So random guy from last night came over tonight. I told myself I wasn't going to sleep with him but he had some killer dirty talk and a big penis in his arsenal...what was I supposed to do? Supposedly he lost his virginity to his wife and since their divorce a year ago I'm the 1st girl he's slept with, I feel like I just re-took his virginity...I feel like a rockstar.
Do you know a sam ****, im at the bar right now and lookin for some dirt on her to guilt trip her in to sex
I'm not really sure how I got home, but judging by this headache, i'm assuming it involved bourbon.
ask me if i forgot to go to a midterm today
I've spent the last ten minutes rubbing glue sticks on the wall
Fuck you, jack daniels. I feel like satan laid an egg in my brain.
We smoked speed and opium for the first time. ended up harvesting cucumbers with locals at 9am in a farmers field. Laos is fuckin crazy.
Also, even though this really sucks now, we will look back on this one day and laugh at the time we all got arrested on Thanksgiving
I`m watching Shallow Hal & Jack Black has better nipples than Jimmy's chick.

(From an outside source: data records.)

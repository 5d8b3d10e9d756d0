//! Forward dynamics: `v̇` (and, for mechanisms with loop closures, the constraint
//! multipliers `λ`) from the mass matrix, bias forces, and applied joint torques.
//!
//! The unconstrained solve `M v̇ = tau - c` goes through [`crate::linalg::Ldlt`] rather
//! than a dense-linear-algebra crate's Cholesky, since it has to stay generic over
//! [`mechanism_spatial::scalar::Dual`]. Loop-closure (non-tree) joints are enforced via a
//! Lagrange-multiplier/Schur-complement projection on top of that unconstrained solve:
//! multipliers give an exact constraint at the acceleration level with no stabilization
//! gain to tune, at the cost of one extra `(6 nc) x (6 nc)` solve.
//!
//! Non-tree joints with `nv > 0` (partially free loop closures) are not supported: only
//! the common case of a fully rigid loop-closure joint (`nv == 0`, e.g. `Fixed`) is
//! enforced. A non-tree joint with `nv > 0` is skipped with a `tracing::warn!`, a
//! documented limitation rather than a silent one.

use crate::bias::bias_forces_with_external;
use crate::errors::AlgorithmsError;
use crate::jacobian::relative_jacobian;
use crate::linalg::{Ldlt, MassMatrixSolve};
use crate::mass_matrix::mass_matrix;
use crate::result::DynamicsResult;
use mechanism_joint::JointModel;
use mechanism_spatial::scalar::Scalar;
use mechanism_spatial::SpatialVector;
use mechanism_state::MechanismState;

/// # Errors
/// Returns [`AlgorithmsError::State`] if `state` is stale, [`AlgorithmsError::WrongSize`]
/// if `tau` does not match the velocity width, [`AlgorithmsError::SingularMassMatrix`] if
/// the mass matrix is not positive definite, or [`AlgorithmsError::RedundantConstraints`]
/// if the loop-closure constraints are rank-deficient.
pub fn forward_dynamics<T: Scalar>(
    state: &mut MechanismState<T>,
    tau: &[T],
) -> Result<DynamicsResult<T>, AlgorithmsError> {
    forward_dynamics_with_external(state, tau, None)
}

/// `forward_dynamics`, additionally accepting a per-body world-frame external wrench
/// (contact forces, e.g.) that contributes to the generalized right-hand side the same
/// way joint torques do.
///
/// # Errors
/// Returns [`AlgorithmsError::State`] if `state` is stale, [`AlgorithmsError::WrongSize`]
/// if `tau` does not match the velocity width, [`AlgorithmsError::SingularMassMatrix`] if
/// the mass matrix is not positive definite, or [`AlgorithmsError::RedundantConstraints`]
/// if the loop-closure constraints are rank-deficient.
pub fn forward_dynamics_with_external<T: Scalar>(
    state: &mut MechanismState<T>,
    tau: &[T],
    external_wrenches: Option<&[SpatialVector<T>]>,
) -> Result<DynamicsResult<T>, AlgorithmsError> {
    let nv = state.velocity().len();
    if tau.len() != nv {
        return Err(mechanism_model::DimensionMismatch {
            name: "tau",
            expected: nv,
            got: tau.len(),
        }
        .into());
    }
    let m = mass_matrix(state)?;
    let c = bias_forces_with_external(state, external_wrenches)?;
    let rhs: Vec<T> = (0..nv).map(|i| tau[i] - c[i]).collect();
    let mass_solve = MassMatrixSolve::factorize(&m, nv)?;

    let constrained_joints: Vec<_> = state
        .mechanism()
        .non_tree_joints()
        .iter()
        .filter(|j| j.variant.nv() == 0)
        .cloned()
        .collect();
    for joint in state.mechanism().non_tree_joints() {
        if joint.variant.nv() > 0 {
            tracing::warn!(
                joint = %joint.name,
                "loop-closure joint has non-zero freedom; its constraint is not enforced"
            );
        }
    }

    if constrained_joints.is_empty() {
        return Ok(DynamicsResult::unconstrained(mass_solve.solve(&rhs)));
    }

    let nc = constrained_joints.len() * 6;
    let mut jc = vec![T::zero(); nc * nv];
    let mut bias_rel = vec![T::zero(); nc];
    for (row_block, joint) in constrained_joints.iter().enumerate() {
        let jac = relative_jacobian(state, joint.predecessor, joint.successor)?;
        for col in 0..nv {
            let v = jac.column(col);
            let base = row_block * 6;
            jc[(base) * nv + col] = v.angular().x();
            jc[(base + 1) * nv + col] = v.angular().y();
            jc[(base + 2) * nv + col] = v.angular().z();
            jc[(base + 3) * nv + col] = v.linear().x();
            jc[(base + 4) * nv + col] = v.linear().y();
            jc[(base + 5) * nv + col] = v.linear().z();
        }
        let bias_successor = state.bias_acceleration_cached(joint.successor).vector();
        let bias_predecessor = state.bias_acceleration_cached(joint.predecessor).vector();
        let rel = bias_successor - bias_predecessor;
        let base = row_block * 6;
        bias_rel[base] = rel.angular().x();
        bias_rel[base + 1] = rel.angular().y();
        bias_rel[base + 2] = rel.angular().z();
        bias_rel[base + 3] = rel.linear().x();
        bias_rel[base + 4] = rel.linear().y();
        bias_rel[base + 5] = rel.linear().z();
    }

    // M^-1 applied to (tau - c) and to every column of Jc^T.
    let minv_rhs = mass_solve.solve(&rhs);
    let mut minv_jct = vec![T::zero(); nv * nc];
    for row in 0..nc {
        let jc_row: Vec<T> = (0..nv).map(|col| jc[row * nv + col]).collect();
        let solved = mass_solve.solve(&jc_row);
        for col in 0..nv {
            minv_jct[col * nc + row] = solved[col];
        }
    }

    // Schur complement `S = Jc M^-1 Jc^T` and its right-hand side `Jc M^-1 (tau - c) + bias_rel`.
    let mut schur = vec![T::zero(); nc * nc];
    for i in 0..nc {
        for j in 0..nc {
            let mut sum = T::zero();
            for k in 0..nv {
                sum = sum + jc[i * nv + k] * minv_jct[k * nc + j];
            }
            schur[i * nc + j] = sum;
        }
    }
    let mut schur_rhs = vec![T::zero(); nc];
    for i in 0..nc {
        let mut sum = T::zero();
        for k in 0..nv {
            sum = sum + jc[i * nv + k] * minv_rhs[k];
        }
        schur_rhs[i] = sum + bias_rel[i];
    }

    let schur_ldlt =
        Ldlt::factorize(&schur, nc).map_err(|_| AlgorithmsError::RedundantConstraints)?;
    let lambda = schur_ldlt.solve(&schur_rhs);

    let mut vdot = minv_rhs;
    for col in 0..nv {
        let mut correction = T::zero();
        for row in 0..nc {
            correction = correction + minv_jct[col * nc + row] * lambda[row];
        }
        vdot[col] = vdot[col] - correction;
    }

    Ok(DynamicsResult::new(vdot, lambda))
}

I slept through 4/20 and my roommates bought an entire ham that's just sitting in the fridge...
I want you more than I want a burrito.
I'm not as filling.
He came on my face and he was genuinely concerned about getting it in my hair. I'm marrying him.
ETA 20 minutes and if you greet me at the door with a gin & tonic I’ll give you head.
I've seen too many naked penises for this to be a normal Monday morning
When do you think the murder is going to happen in this Lifetime movie of ours?